Belko Royce, The Killing

Speaking of the criminally insane, The Killing‘s Belko shot a politician at a public appearance — shades of Travis Bickle — and butchered his mother before meeting a bloody end at the police station. But what makes him creepy, as opposed to just violent and unhinged like your average TV murderer, is his positively campy Norman Bates side. Long before he kills his mom, we learn that the two of them have an uncomfortably bizarre relationship, and that he’s so obsessed with the Larsen family that he’s got a collage of their photos on his bedroom ceiling.

Dougie, Enlightened

The terrible boss to end all terrible bosses, Dougie has two main strikes against him: First of all, he’s got such a raging inferiority complex that he sees everything as a personal slight, and thus is constantly cursing out his underlings and throwing temper tantrums in his office. On top of that, he’s totally slimy in his personal life. You know that guy in the club with the greased-up hair and shiny, polyester shirt who’s drunkenly groping every female hindquarters within reach? Yeah, that’s Dougie.

Tyler Barrol, Revenge

No list of TV creeps would be complete without Tyler, who shows up to spend the summer in the Hamptons, staying with his Harvard roommate Daniel Grayson and his family, and interning at the Graysons’ finance company. At first, he just seems a bit manipulative — but we soon learn that he’s clinically insane, bent on getting rich however he can, and liable to wave a gun around when he doesn’t get his way. Oh, and he’s also a gay hustler, because Revenge is a soap opera and mere homicidal mania won’t suffice. We have to admit, we got sick of this character fast. But now that he’s dead, who’s going to force girls to go to parties and then pick out the perfect dress for the occasion?

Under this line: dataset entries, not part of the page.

//! Root Application Component
//!
//! This module contains the main App component that sets up:
//! - Global state (role, active tab, toast surface)
//! - The header with tab navigation
//! - The two collection panels
//!
//! Both panels are mounted up front and load their collections once;
//! switching tabs only toggles visibility, like the original dashboard.

use leptos::*;

use crate::components::food::FoodPanel;
use crate::components::materials::MaterialsPanel;
use crate::components::tabs::InventoryTabs;
use crate::components::toast::ToastHost;
use crate::state::{AppState, InventoryTab};

/// Root application component
#[component]
pub fn App() -> impl IntoView {
    // Initialize global state
    let app_state = AppState::new();
    provide_context(app_state.clone());

    let active_tab = app_state.active_tab;

    view! {
        <div class="min-h-screen flex flex-col bg-slate-900">
            // Header: logo, tabs, role badge
            <header class="bg-slate-800 border-b border-slate-700 flex-shrink-0">
                <div class="h-14 flex items-center px-4 gap-4">
                    <div class="flex items-center gap-2 text-white flex-shrink-0">
                        <div class="w-8 h-8 bg-gradient-to-br from-green-500 to-emerald-600 rounded-lg flex items-center justify-center">
                            <span class="text-white text-sm font-bold">"P"</span>
                        </div>
                        <span class="text-lg font-bold">"Pantry"</span>
                    </div>

                    <div class="ml-6">
                        <InventoryTabs />
                    </div>

                    <div class="ml-auto">
                        <RoleBadge />
                    </div>
                </div>
            </header>

            // Panels
            <main class="flex-1">
                <div class:hidden=move || { active_tab.get() != InventoryTab::Materials }>
                    <MaterialsPanel />
                </div>
                <div class:hidden=move || { active_tab.get() != InventoryTab::FoodItems }>
                    <FoodPanel />
                </div>
            </main>

            <ToastHost />
        </div>
    }
}

/// Capability badge in the header
#[component]
fn RoleBadge() -> impl IntoView {
    let state = expect_context::<AppState>();
    let can_edit = state.role.can_edit();

    view! {
        <div class=move || {
            let base = "flex items-center gap-2 px-3 py-1.5 rounded-full text-xs font-medium";
            if can_edit {
                format!("{} bg-green-500/10 text-green-400", base)
            } else {
                format!("{} bg-slate-700 text-slate-400", base)
            }
        }>
            <div class=move || {
                let base = "w-2 h-2 rounded-full";
                if can_edit {
                    format!("{} bg-green-400", base)
                } else {
                    format!("{} bg-slate-400", base)
                }
            } />
            {state.role.label()}
        </div>
    }
}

Frank Gallagher, Shameless

Finally we have Shameless’s Frank Gallagher, who if not the most evil creep on our list, is definitely the drunkest. In the show’s first season we learned that Frank was a horrible father who would rather spend his time passed out at the Alibi than raising his six kids. Not exactly a charmer, but we’ve seen worse. Season 2 made it painfully clear that Frank Gallagher is more than just an alcoholic, deadbeat dad; he’s an amoral sociopath willing to scam a dying woman out of her pension (and the heart transplant that could keep her alive), claim the insurance benefits of a dead man whose home and wife he’s already got dibs on, and play the role of enabler to his chemically dependent ex-wife Monica just so she won’t sober up enough to leave him again. It’s no wonder that his kids finally decide they’ve had enough, and kick him out of the house and into a snowstorm.